Abstract
Liquid culture assays revealed a previously unreported capacity for Mycobacterium bovis BCG, M. gordonae, and M. marinum to oxidize CO and for M. smegmatis to consume molecular hydrogen. M. bovis BCG, M. gordonae, M. smegmatis, and M. tuberculosis H37Ra oxidized CO at environmentally relevant concentrations (<50 ppm); H2 oxidation by M. gordonae and M. smegmatis also occurred at environmentally relevant concentrations (<10 ppm). CO was not consumed by M. avium or M. microti, although the latter appeared to possess CO dehydrogenase (CODH) genes based on PCR results with primers designed for the CODH large subunit, coxL. M. smegmatis and M. gordonae oxidized CO under suboxic (10 and 1% atmospheric oxygen) and anoxic conditions in the presence of nitrate; no oxidation occurred under anoxic conditions without nitrate. Similar results were obtained for H2 oxidation by M. smegmatis. Phylogenetic analyses of coxL PCR products indicated that mycobacterial sequences form a subclade distinct from that of other bacterial coxL, with limited differentiation among fast- and slow-growing strains.
Mycobacteria colonize soil and aquatic environments as well as various vertebrate hosts (for examples see references3, 6, 10, 20, and 47). They have been classified as slow or fast growing based on maximal growth rates in culture (53, 57). Although many strains require organic-rich or complex medium for optimal growth (53), such conditions seldom occur in situ. Thus, slow- and fast-growing strains express traits that promote survival during nutrient starvation, when preferred substrates are otherwise lacking, or when conditions lead to imbalanced growth (for examples see references 8, 9, 12, and 51). In addition, mycobacteria undoubtedly experience hypoxic and anoxic conditions with or without nutrient limitation, which also must elicit adaptive responses.
Numerous aspects of the molecular biology, physiology, and ecology of bacterial survival responses have been explored for many taxa, including Escherichia coli and other enteric bacteria (31, 46), Bacillus subtilis (11), Pseudomonas (25, 54), Rhizobium (56), and Vibrio (39, 54), among others. Phenomena such as sporulation, encystment, reductive cell division, metabolic downshifts, and induction of various genetic systems have been well documented (30).

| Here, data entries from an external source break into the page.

//! Explicit application state for a signed-in user.
//!
//! `AppState` caches the user's loans in memory. Commands are applied to the
//! record store first, which stays the source of truth, and the returned
//! state reflects what the store accepted. The previous state is left intact
//! when a command fails.

use chrono::NaiveDate;
use serde::{Deserialize, Serialize};

use crate::calculator::{summarize_portfolio, PortfolioSummary};
use crate::monthly::{portfolio_monthly_totals, MonthlyTotal};
use crate::store::LoanStore;
use crate::types::{ComputationOutput, Loan, LoanUpdate, NewLoan, NewPayment, PaymentUpdate, UserId};
use crate::{LoanTrackerError, LoanTrackerResult};

/// A user action that changes loans or payments.
#[derive(Debug, Clone, PartialEq, Serialize, Deserialize)]
#[serde(tag = "command", rename_all = "snake_case")]
pub enum Command {
    AddLoan {
        loan: NewLoan,
    },
    EditLoan {
        loan_id: String,
        update: LoanUpdate,
    },
    DeleteLoan {
        loan_id: String,
    },
    AddPayment {
        loan_id: String,
        payment: NewPayment,
    },
    EditPayment {
        loan_id: String,
        payment_id: String,
        update: PaymentUpdate,
    },
    DeletePayment {
        loan_id: String,
        payment_id: String,
    },
}

#[derive(Debug, Clone, PartialEq, Serialize, Deserialize)]
pub struct AppState {
    pub user: UserId,
    /// Newest first, mirroring the store's listing order.
    pub loans: Vec<Loan>,
}

impl AppState {
    /// Empty state for a user with nothing loaded yet.
    pub fn new(user: impl Into<UserId>) -> Self {
        AppState {
            user: user.into(),
            loans: Vec::new(),
        }
    }

    /// Fill the cache from the store.
    pub fn load<S: LoanStore>(store: &S, user: impl Into<UserId>) -> LoanTrackerResult<Self> {
        let user = user.into();
        let loans = store.list_loans(&user)?;
        tracing::debug!(user = %user, loans = loans.len(), "application state loaded");
        Ok(AppState { user, loans })
    }

    pub fn loan(&self, loan_id: &str) -> Option<&Loan> {
        self.loans.iter().find(|l| l.id == loan_id)
    }

    /// Apply `command` to the store, then return the updated state.
    pub fn apply<S: LoanStore>(&self, store: &mut S, command: Command) -> LoanTrackerResult<Self> {
        let mut next = self.clone();
        match command {
            Command::AddLoan { loan } => {
                let created = store.create_loan(&self.user, loan)?;
                next.loans.insert(0, created);
            }
            Command::EditLoan { loan_id, update } => {
                let updated = store.update_loan(&self.user, &loan_id, &update)?;
                *next.cached_loan_mut(&loan_id)? = updated;
            }
            Command::DeleteLoan { loan_id } => {
                store.delete_loan(&self.user, &loan_id)?;
                next.loans.retain(|l| l.id != loan_id);
            }
            Command::AddPayment { loan_id, payment } => {
                next.cached_loan_mut(&loan_id)?;
                let created = store.create_payment(&loan_id, payment)?;
                next.cached_loan_mut(&loan_id)?.payments.push(created);
            }
            Command::EditPayment {
                loan_id,
                payment_id,
                update,
            } => {
                ensure_payment_in_loan(next.cached_loan_mut(&loan_id)?, &payment_id)?;
                let updated = store.update_payment(&payment_id, &update)?;
                let loan = next.cached_loan_mut(&loan_id)?;
                if let Some(p) = loan.payments.iter_mut().find(|p| p.id == payment_id) {
                    *p = updated;
                }
            }
            Command::DeletePayment { loan_id, payment_id } => {
                ensure_payment_in_loan(next.cached_loan_mut(&loan_id)?, &payment_id)?;
                store.delete_payment(&payment_id)?;
                next.cached_loan_mut(&loan_id)?
                    .payments
                    .retain(|p| p.id != payment_id);
            }
        }
        Ok(next)
    }

    /// Portfolio figures over the cached loans.
    pub fn summary(&self, today: NaiveDate) -> LoanTrackerResult<ComputationOutput<PortfolioSummary>> {
        summarize_portfolio(&self.loans, today)
    }

    /// Overall monthly payment chart data over the cached loans.
    pub fn monthly_totals(&self) -> Vec<MonthlyTotal> {
        portfolio_monthly_totals(&self.loans)
    }

    fn cached_loan_mut(&mut self, loan_id: &str) -> LoanTrackerResult<&mut Loan> {
        self.loans
            .iter_mut()
            .find(|l| l.id == loan_id)
            .ok_or_else(|| LoanTrackerError::loan_not_found(loan_id))
    }
}

fn ensure_payment_in_loan(loan: &Loan, payment_id: &str) -> LoanTrackerResult<()> {
    if loan.payments.iter().any(|p| p.id == payment_id) {
        Ok(())
    } else {
        Err(LoanTrackerError::payment_not_found(payment_id))
    }
}
use serde_json::Value;

use super::cell;

/// Fields tried in order when printing a single answer.
const PRIORITY_KEYS: [&str; 6] = [
    "progress",
    "remaining_amount",
    "total_remaining",
    "deleted",
    "id",
    "total",
];

/// Print just the key answer value from the output.
///
/// Envelopes are unwrapped to their `result`; arrays print one key value per
/// line so monthly totals and payment lists stay scriptable.
pub fn print_minimal(value: &Value) {
    let result = value
        .as_object()
        .and_then(|m| m.get("result"))
        .unwrap_or(value);

    match result {
        Value::Array(items) => {
            for item in items {
                println!("{}", key_answer(item));
            }
        }
        other => println!("{}", key_answer(other)),
    }
}

fn key_answer(value: &Value) -> String {
    let Value::Object(map) = value else {
        return cell(value);
    };

    for key in PRIORITY_KEYS {
        if let Some(val) = map.get(key) {
            if !val.is_null() {
                return cell(val);
            }
        }
    }

    match map.iter().next() {
        Some((key, val)) => format!("{}: {}", key, cell(val)),
        None => String::new(),
    }
}
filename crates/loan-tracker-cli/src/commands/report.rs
use clap::Args;
use serde_json::Value;

use loan_tracker_core::calculator::summarize_loan;
use loan_tracker_core::monthly::monthly_payment_totals;
use loan_tracker_core::Loan;

use crate::commands::open_state;
use crate::{input, Context};

/// Arguments for loan or portfolio summaries
#[derive(Args)]
pub struct SummaryArgs {
    /// Summarise a single loan instead of the whole portfolio
    #[arg(long)]
    pub loan: Option<String>,
}

/// Arguments for monthly payment totals
#[derive(Args)]
pub struct MonthlyArgs {
    /// Only this loan's payments (defaults to every loan)
    #[arg(long)]
    pub loan: Option<String>,
}

/// Arguments for the stateless calculator
#[derive(Args)]
pub struct CalculateArgs {
    /// Path to a JSON loan (with payments); read from stdin when omitted
    #[arg(long)]
    pub input: Option<String>,
}

pub fn run_summary(args: SummaryArgs, ctx: &Context) -> Result<Value, Box<dyn std::error::Error>> {
    let (_, state) = open_state(ctx)?;
    match args.loan {
        Some(id) => {
            let loan = state
                .loan(&id)
                .ok_or_else(|| format!("Loan not found: {id}"))?;
            Ok(serde_json::to_value(summarize_loan(loan, ctx.today)?)?)
        }
        None => Ok(serde_json::to_value(state.summary(ctx.today)?)?),
    }
}

pub fn run_monthly(args: MonthlyArgs, ctx: &Context) -> Result<Value, Box<dyn std::error::Error>> {
    let (_, state) = open_state(ctx)?;
    let totals = match args.loan {
        Some(id) => {
            let loan = state
                .loan(&id)
                .ok_or_else(|| format!("Loan not found: {id}"))?;
            monthly_payment_totals(&loan.payments)
        }
        None => state.monthly_totals(),
    };
    Ok(serde_json::to_value(totals)?)
}

pub fn run_calculate(args: CalculateArgs, ctx: &Context) -> Result<Value, Box<dyn std::error::Error>> {
    let loan: Loan = input::read_structured(args.input.as_deref())?
        .ok_or("--input file or piped JSON is required for calculate")?;
    Ok(serde_json::to_value(summarize_loan(&loan, ctx.today)?)?)
}
use serde::de::DeserializeOwned;
use std::fs;
use std::path::{Path, PathBuf};

/// Read a JSON file and deserialise into a typed struct.
pub fn read_json<T: DeserializeOwned>(path: &str) -> Result<T, Box<dyn std::error::Error>> {
    let resolved = resolve_path(path)?;
    let contents = fs::read_to_string(&resolved)
        .map_err(|e| format!("Failed to read '{}': {}", resolved.display(), e))?;
    let value: T = serde_json::from_str(&contents)
        .map_err(|e| format!("Failed to parse '{}': {}", resolved.display(), e))?;
    Ok(value)
}

/// Resolve a relative path against the working directory and make sure it
/// names an existing file.
fn resolve_path(path: &str) -> Result<PathBuf, Box<dyn std::error::Error>> {
    let p = Path::new(path);
    let resolved = if p.is_absolute() {
        p.to_path_buf()
    } else {
        std::env::current_dir()?.join(p)
    };

    if !resolved.exists() {
        return Err(format!("File not found: {}", resolved.display()).into());
    }
    if !resolved.is_file() {
        return Err(format!("Not a file: {}", resolved.display()).into());
    }

    Ok(resolved)
}
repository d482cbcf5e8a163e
pub mod requests;
pub mod responses;

pub use requests::{LoginRequest, RegisterRequest, UpdateProfileRequest};
pub use responses::{LoginResponse, RefreshTokenResponse, TeacherInfoResponse};
//! 可打印报表，以 CSV 附件下载

pub mod render;

use actix_web::{HttpRequest, HttpResponse, Result as ActixResult};
use std::sync::Arc;
use tracing::error;

use crate::errors::ClassroomError;
use crate::middlewares::RequireJWT;
use crate::models::attendance::AttendanceSheetQuery;
use crate::models::grades::GradeSheetQuery;
use crate::models::recap::{AttendanceRecapQuery, GradeRecapQuery};
use crate::models::teachers::Teacher;
use crate::models::{ApiResponse, ErrorCode};
use crate::storage::Storage;
use crate::utils::validate::normalize_optional;

use super::attendance::load_attendance_sheet;
use super::error_response;
use super::grades::load_grade_sheet;
use super::recap::{load_attendance_recap, load_grade_recap, resolve_range};
use self::render::ReportHeading;

pub struct ReportService {
    storage: Option<Arc<dyn Storage>>,
}

fn class_label(class: &Option<String>) -> String {
    class.clone().unwrap_or_else(|| "All classes".to_string())
}

fn report_heading(teacher: &Teacher, title: &str, details: Vec<(&str, String)>) -> ReportHeading {
    ReportHeading {
        school: teacher.school_label().to_string(),
        teacher: teacher.full_name.clone(),
        title: title.to_string(),
        details: details
            .into_iter()
            .map(|(label, value)| (label.to_string(), value))
            .collect(),
    }
}

fn csv_attachment(
    rendered: Result<Vec<u8>, csv::Error>,
    file_name: &str,
) -> ActixResult<HttpResponse> {
    match rendered {
        Ok(data) => Ok(HttpResponse::Ok()
            .content_type("text/csv; charset=utf-8")
            .insert_header((
                "Content-Disposition",
                format!("attachment; filename=\"{file_name}\""),
            ))
            .body(data)),
        Err(e) => {
            error!("Failed to render report {}: {}", file_name, e);
            Ok(HttpResponse::InternalServerError().json(ApiResponse::error_empty(
                ErrorCode::InternalServerError,
                "Failed to render report",
            )))
        }
    }
}

impl ReportService {
    pub fn new_lazy() -> Self {
        Self { storage: None }
    }

    pub(crate) fn get_storage(&self, request: &HttpRequest) -> Arc<dyn Storage> {
        match &self.storage {
            Some(storage) => storage.clone(),
            None => super::storage_from_request(request),
        }
    }

    fn current_teacher(request: &HttpRequest) -> Result<Teacher, HttpResponse> {
        RequireJWT::extract_teacher(request).ok_or_else(|| {
            HttpResponse::Unauthorized().json(ApiResponse::error_empty(
                ErrorCode::Unauthorized,
                "Unauthorized access, please login",
            ))
        })
    }

    // 日考勤表
    pub async fn attendance_sheet(
        &self,
        request: &HttpRequest,
        query: AttendanceSheetQuery,
    ) -> ActixResult<HttpResponse> {
        let teacher = match Self::current_teacher(request) {
            Ok(teacher) => teacher,
            Err(response) => return Ok(response),
        };
        let storage = self.get_storage(request);

        let sheet =
            match load_attendance_sheet(storage.as_ref(), teacher.id, query.date, query.class).await
            {
                Ok(sheet) => sheet,
                Err(e) => return Ok(error_response(&e, ErrorCode::InternalServerError)),
            };

        let heading = report_heading(
            &teacher,
            "Attendance sheet",
            vec![
                ("Class", class_label(&sheet.class)),
                ("Date", sheet.date.to_string()),
            ],
        );
        csv_attachment(
            render::attendance_sheet_csv(&heading, &sheet),
            &format!("attendance-sheet-{}.csv", sheet.date),
        )
    }

    // 成绩表
    pub async fn grade_sheet(
        &self,
        request: &HttpRequest,
        query: GradeSheetQuery,
    ) -> ActixResult<HttpResponse> {
        let teacher = match Self::current_teacher(request) {
            Ok(teacher) => teacher,
            Err(response) => return Ok(response),
        };
        let storage = self.get_storage(request);

        let sheet = match load_grade_sheet(storage.as_ref(), teacher.id, query).await {
            Ok(sheet) => sheet,
            Err(e @ ClassroomError::Validation(_)) => {
                return Ok(error_response(&e, ErrorCode::GradeSubjectRequired));
            }
            Err(e) => return Ok(error_response(&e, ErrorCode::InternalServerError)),
        };

        let heading = report_heading(
            &teacher,
            "Grade sheet",
            vec![
                ("Class", class_label(&sheet.class)),
                ("Subject", sheet.subject.clone()),
                ("Assessment", sheet.assessment_name.clone()),
                ("Date", sheet.date.to_string()),
            ],
        );
        csv_attachment(
            render::grade_sheet_csv(&heading, &sheet),
            &format!("grade-sheet-{}.csv", sheet.date),
        )
    }

    // 考勤汇总
    pub async fn attendance_recap(
        &self,
        request: &HttpRequest,
        query: AttendanceRecapQuery,
    ) -> ActixResult<HttpResponse> {
        let teacher = match Self::current_teacher(request) {
            Ok(teacher) => teacher,
            Err(response) => return Ok(response),
        };
        let (start, end) = match resolve_range(&query) {
            Ok(range) => range,
            Err(e) => return Ok(error_response(&e, ErrorCode::RecapFilterInvalid)),
        };
        let class = normalize_optional(query.class);
        let storage = self.get_storage(request);

        let recap =
            match load_attendance_recap(storage.as_ref(), teacher.id, class.clone(), start, end)
                .await
            {
                Ok(recap) => recap,
                Err(e) => return Ok(error_response(&e, ErrorCode::InternalServerError)),
            };

        let period = format!("{start} - {}", end.pred_opt().unwrap_or(end));
        let heading = report_heading(
            &teacher,
            "Attendance recap",
            vec![("Class", class_label(&class)), ("Period", period)],
        );
        csv_attachment(
            render::attendance_recap_csv(&heading, &recap),
            &format!("attendance-recap-{start}.csv"),
        )
    }

    // 成绩汇总
    pub async fn grade_recap(
        &self,
        request: &HttpRequest,
        query: GradeRecapQuery,
    ) -> ActixResult<HttpResponse> {
        let teacher = match Self::current_teacher(request) {
            Ok(teacher) => teacher,
            Err(response) => return Ok(response),
        };
        let subject = query.subject.trim().to_string();
        if subject.is_empty() {
            return Ok(HttpResponse::BadRequest().json(ApiResponse::error_empty(
                ErrorCode::RecapFilterInvalid,
                "Subject is required",
            )));
        }
        let class = normalize_optional(query.class);
        let storage = self.get_storage(request);

        let recap = match load_grade_recap(storage.as_ref(), teacher.id, &subject, class.clone())
            .await
        {
            Ok(recap) => recap,
            Err(e) => return Ok(error_response(&e, ErrorCode::InternalServerError)),
        };

        let heading = report_heading(
            &teacher,
            "Grade recap",
            vec![("Class", class_label(&class)), ("Subject", subject.clone())],
        );
        csv_attachment(
            render::grade_recap_csv(&heading, &recap),
            "grade-recap.csv",
        )
    }
}
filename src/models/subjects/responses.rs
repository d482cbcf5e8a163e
use serde::Serialize;
use ts_rs::TS;

use super::SubjectItem;

#[derive(Debug, Serialize, TS)]
#[ts(export, export_to = "../frontend/src/types/generated/subject.ts")]
pub struct SubjectListResponse {
    pub items: Vec<SubjectItem>,
    /// 列表取自课程表
    pub from_schedule: bool,
}
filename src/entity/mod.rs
//! SeaORM 实体定义
//!
//! 这些实体用于数据库操作，与 models 模块中的业务实体分离。
//! Storage 层使用这些实体进行 CRUD 操作，然后转换为 models 中的业务实体。

pub mod prelude;

pub mod attendance;
pub mod behavior_logs;
pub mod grades;
pub mod schedules;
pub mod students;
pub mod subjects;
pub mod teachers;

use chrono::{DateTime, Utc};

pub(crate) fn timestamp_to_datetime(ts: i64) -> DateTime<Utc> {
    DateTime::<Utc>::from_timestamp(ts, 0).unwrap_or_default()
}
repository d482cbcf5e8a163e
pub use sea_orm_migration::prelude::*;

mod m20250301_000001_create_tables;

pub struct Migrator;

#[async_trait::async_trait]
impl MigratorTrait for Migrator {
    fn migrations() -> Vec<Box<dyn MigrationTrait>> {
        vec![Box::new(m20250301_000001_create_tables::Migration)]
    }
}
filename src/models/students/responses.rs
use serde::Serialize;
use ts_rs::TS;

use super::Student;

#[derive(Debug, Serialize, TS)]
#[ts(export, export_to = "../frontend/src/types/generated/student.ts")]
pub struct StudentListResponse {
    pub items: Vec<Student>,
}

#[derive(Debug, Serialize, TS)]
#[ts(export, export_to = "../frontend/src/types/generated/student.ts")]
pub struct ClassListResponse {
    pub classes: Vec<String>,
}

Mycobacterial survival mechanisms and other adaptive responses have also been investigated extensively (8, 9, 12, 23, 24, 32, 38, 45, 51, 59). The nature of latency, a form of long-term survival by the causative agents of tuberculosis, has attracted particular attention, since some estimates suggest that Mycobacterium tuberculosis and related taxa infect as much as one third of the world's population (57). These infections involve persistence under nutrient-limited suboxic or anoxic conditions within granulomas for periods of up to decades (57). Reactivation of latent mycobacteria leads to forms of tuberculosis that can be difficult to treat (57). Although significant progress has been made in understanding the mechanisms of persistence by tubercle bacilli, much remains to be learned.
Recently, Park et al. (42) have shown that several fast- and slow-growing mycobacteria (e.g., M. smegmatis and M. tuberculosis H37Ra) grow lithotrophically by using high CO concentrations. Earlier, Cho et al. (4) documented very slow growth on 100-ppm CO by Acinetobacter sp. strain JC1, which has been described subsequently as a mycobacterium (42). In contrast, growth on high H2 and CO2 concentrations has been reported for only one mycobacterial strain to date, M. gordonae (41).
The capacity to use CO and H2 is intriguing, because H2 has been proposed as a universal bacterial survival or maintenance substrate (35). CO may play a similar role. Both gases are ubiquitous, occurring in the atmosphere at concentrations of about 0.5 to 0.6 ppm and 0.1 to 0.5 ppm, respectively (44). H2 and CO are also found within lung or respiratory gases at concentrations of about 5 to 50 ppm and 2 to 5 ppm, respectively (1, 2, 17, 19, 40, 43, 47, 58). The ability of mycobacteria to consume these gases at environmentally relevant concentrations was assessed by using stationary-phase cultures grown with various media and oxic, suboxic, and anoxic conditions. In addition, sequence data for a fragment of the large subunit of CO dehydrogenase (coxL) were obtained to assess phylogenetic relationships between mycobacteria and other CO oxidizers.
MATERIALS AND METHODS
Culture growth.
M. gordonae, M. marinum, M. microti, and M. tuberculosis H37Ra were obtained from the American Type Culture Collection. M. avium, M. bovis BCG, and M. smegmatis were obtained from M. Glickam (Memorial Sloan-Kettering Cancer Center). Cultures were grown in serum bottles (60 or 160 cm3) containing one of three media: Middlebrook 7H9 with oleic acid-albumin-dextrose-catalase (OADC) supplement (4.5 ml) (53), Middlebrook 7H9 without OADC supplement (4.5 ml), or a pyruvate (25 mM), yeast extract (0.05%), mineral salts medium (PYE) (9.5 ml) (29). After sealing with butyl rubber stoppers and crimp caps, media were inoculated with 0.5-ml volumes of suitable cell suspensions. Cultures were incubated at 37°C (30°C for M. marinum and M. smegmatis) with shaking at 125 rpm.
CO and H2 utilization.
M. smegmatis and M. gordonae were grown aerobically with PYE and Middlebrook 7H9 with OADC, respectively, as described above. Stationary-phase cells were harvested by centrifugation, washed with a 10 mM phosphate buffer (pH 6.5), and resuspended in buffer to an optical density (600 nm) of about 1.0. Ten milliliters of culture was transferred to 160-ml serum bottles that were subsequently sealed with butyl rubber stoppers and crimp caps. Bottle headspaces contained ambient air, nitrogen with either 0.2 or 2% oxygen (suboxic treatments), or nitrogen only (anaerobic treatments). Some suboxic and anaerobic treatments were amended with sodium nitrate to a final concentration of 10 mM. CO or hydrogen was added to bottle headspaces at final concentrations of up to 1%. Headspace subsamples were obtained at intervals by using a needle and syringe; CO concentrations were determined by gas chromatography as previously described (26-28).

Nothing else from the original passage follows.